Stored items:

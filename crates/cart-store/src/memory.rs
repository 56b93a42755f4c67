use std::collections::{HashMap, HashSet};
use std::sync::Arc;

use async_trait::async_trait;
use chrono::Utc;
use tokio::sync::RwLock;

use crate::{
    Cart, CartId, CartItem, CartItemId, MAX_LINE_QUANTITY, OwnerId, ProductId, Result,
    StoreError,
    store::{CartChangeset, CartStore, validate_changeset},
};

#[derive(Default)]
struct State {
    carts: HashMap<CartId, Cart>,
    items: HashMap<CartItemId, CartItem>,
}

impl State {
    fn cart_mut(&mut self, cart_id: CartId) -> Result<&mut Cart> {
        self.carts
            .get_mut(&cart_id)
            .ok_or(StoreError::CartNotFound(cart_id))
    }

    fn touch(&mut self, cart_id: CartId) {
        if let Some(cart) = self.carts.get_mut(&cart_id) {
            cart.version = cart.version.next();
            cart.updated_at = Utc::now();
        }
    }

    fn check_unique_line(
        &self,
        cart: &Cart,
        item: &CartItem,
        ignore: &HashSet<CartItemId>,
    ) -> Result<()> {
        let clash = cart
            .item_ids
            .iter()
            .filter(|id| !ignore.contains(id))
            .filter_map(|id| self.items.get(id))
            .any(|existing| existing.product_id == item.product_id && existing.id != item.id);
        if clash {
            return Err(StoreError::DuplicateItem {
                cart_id: cart.id,
                product_id: item.product_id.clone(),
            });
        }
        Ok(())
    }

    /// Validates the whole changeset against current state, then applies it.
    /// No mutation happens unless every check passes.
    fn apply(&mut self, changeset: CartChangeset) -> Result<Cart> {
        let cart = self
            .carts
            .get(&changeset.cart_id)
            .ok_or(StoreError::CartNotFound(changeset.cart_id))?;

        if cart.version != changeset.expected_version {
            return Err(StoreError::ConcurrencyConflict {
                cart_id: cart.id,
                expected: changeset.expected_version,
                actual: cart.version,
            });
        }

        let removed: HashSet<CartItemId> = if changeset.clear_items {
            cart.item_ids.iter().copied().collect()
        } else {
            changeset.deletes.iter().copied().collect()
        };
        let mut order: Vec<CartItemId> = cart
            .item_ids
            .iter()
            .filter(|id| !removed.contains(id))
            .copied()
            .collect();

        for item in &changeset.upserts {
            self.check_unique_line(cart, item, &removed)?;
            if !order.contains(&item.id) {
                order.push(item.id);
            }
        }

        for id in &removed {
            self.items.remove(id);
        }
        for id in &changeset.deletes {
            self.items.remove(id);
        }
        for item in changeset.upserts {
            self.items.insert(item.id, item);
        }

        let cart = self.cart_mut(changeset.cart_id)?;
        cart.total_price = changeset.total_price;
        cart.item_ids = order;
        cart.version = cart.version.next();
        cart.updated_at = Utc::now();
        Ok(cart.clone())
    }
}

/// In-memory cart store implementation for testing and single-node use.
///
/// Carts and lines live behind one lock so that a changeset commit is
/// observed atomically by readers.
#[derive(Clone, Default)]
pub struct InMemoryCartStore {
    state: Arc<RwLock<State>>,
}

impl InMemoryCartStore {
    /// Creates a new empty in-memory cart store.
    pub fn new() -> Self {
        Self::default()
    }

    /// Returns the total number of carts stored.
    pub async fn cart_count(&self) -> usize {
        self.state.read().await.carts.len()
    }

    /// Returns the total number of lines stored across all carts.
    pub async fn item_count(&self) -> usize {
        self.state.read().await.items.len()
    }

    /// Clears all carts and lines.
    pub async fn clear(&self) {
        let mut state = self.state.write().await;
        state.carts.clear();
        state.items.clear();
    }
}

#[async_trait]
impl CartStore for InMemoryCartStore {
    async fn get(&self, cart_id: CartId) -> Result<Option<Cart>> {
        Ok(self.state.read().await.carts.get(&cart_id).cloned())
    }

    async fn get_by_owner(&self, owner_id: OwnerId) -> Result<Option<Cart>> {
        let state = self.state.read().await;
        Ok(state
            .carts
            .values()
            .find(|c| c.owner_id == owner_id)
            .cloned())
    }

    async fn list(&self) -> Result<Vec<Cart>> {
        let state = self.state.read().await;
        let mut carts: Vec<_> = state.carts.values().cloned().collect();
        carts.sort_by_key(|c| c.created_at);
        Ok(carts)
    }

    async fn save(&self, cart: Cart) -> Result<Cart> {
        let mut state = self.state.write().await;

        if state
            .carts
            .values()
            .any(|c| c.owner_id == cart.owner_id && c.id != cart.id)
        {
            return Err(StoreError::DuplicateOwner(cart.owner_id));
        }

        // Line order belongs to the store; only the row fields are taken.
        let saved = match state.carts.get_mut(&cart.id) {
            Some(existing) => {
                existing.owner_id = cart.owner_id;
                existing.total_price = cart.total_price;
                existing.version = existing.version.next();
                existing.updated_at = Utc::now();
                existing.clone()
            }
            None => {
                let mut cart = cart;
                cart.item_ids.clear();
                state.carts.insert(cart.id, cart.clone());
                cart
            }
        };
        Ok(saved)
    }

    async fn get_items(&self, cart_id: CartId) -> Result<Vec<CartItem>> {
        let state = self.state.read().await;
        let Some(cart) = state.carts.get(&cart_id) else {
            return Ok(Vec::new());
        };
        Ok(cart
            .item_ids
            .iter()
            .filter_map(|id| state.items.get(id))
            .cloned()
            .collect())
    }

    async fn upsert_item(&self, item: CartItem) -> Result<()> {
        if item.quantity > MAX_LINE_QUANTITY {
            return Err(StoreError::InvalidChangeset(format!(
                "Quantity {} for product {} is above the maximum of {MAX_LINE_QUANTITY}",
                item.quantity, item.product_id
            )));
        }
        let mut state = self.state.write().await;
        let cart = state
            .carts
            .get(&item.cart_id)
            .ok_or(StoreError::CartNotFound(item.cart_id))?;
        state.check_unique_line(cart, &item, &HashSet::new())?;

        let cart_id = item.cart_id;
        let item_id = item.id;
        state.items.insert(item_id, item);
        let cart = state.cart_mut(cart_id)?;
        if !cart.item_ids.contains(&item_id) {
            cart.item_ids.push(item_id);
        }
        state.touch(cart_id);
        Ok(())
    }

    async fn delete_item(&self, item_id: CartItemId) -> Result<bool> {
        let mut state = self.state.write().await;
        let Some(item) = state.items.remove(&item_id) else {
            return Ok(false);
        };
        if let Some(cart) = state.carts.get_mut(&item.cart_id) {
            cart.item_ids.retain(|id| *id != item_id);
        }
        state.touch(item.cart_id);
        Ok(true)
    }

    async fn delete_all_items(&self, cart_id: CartId) -> Result<u64> {
        let mut state = self.state.write().await;
        let ids = std::mem::take(&mut state.cart_mut(cart_id)?.item_ids);
        for id in &ids {
            state.items.remove(id);
        }
        state.touch(cart_id);
        Ok(ids.len() as u64)
    }

    async fn find_items_by_product(&self, product_id: &ProductId) -> Result<Vec<CartItem>> {
        let state = self.state.read().await;
        Ok(state
            .items
            .values()
            .filter(|i| &i.product_id == product_id)
            .cloned()
            .collect())
    }

    async fn find_carts_by_product(&self, product_id: &ProductId) -> Result<Vec<Cart>> {
        let state = self.state.read().await;
        let cart_ids: HashSet<CartId> = state
            .items
            .values()
            .filter(|i| &i.product_id == product_id)
            .map(|i| i.cart_id)
            .collect();
        let mut carts: Vec<_> = cart_ids
            .iter()
            .filter_map(|id| state.carts.get(id))
            .cloned()
            .collect();
        carts.sort_by_key(|c| c.created_at);
        Ok(carts)
    }

    #[tracing::instrument(skip(self, changeset), fields(cart_id = %changeset.cart_id))]
    async fn commit(&self, changeset: CartChangeset) -> Result<Cart> {
        validate_changeset(&changeset).map_err(|e| StoreError::InvalidChangeset(e.message))?;

        // No await point between validation against current state and the
        // writes, so a dropped caller never sees a partial commit.
        let mut state = self.state.write().await;
        state.apply(changeset)
    }
}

» Problem to solve
How many lines in the records include "next"? Answer with the number alone.

» Written answer
3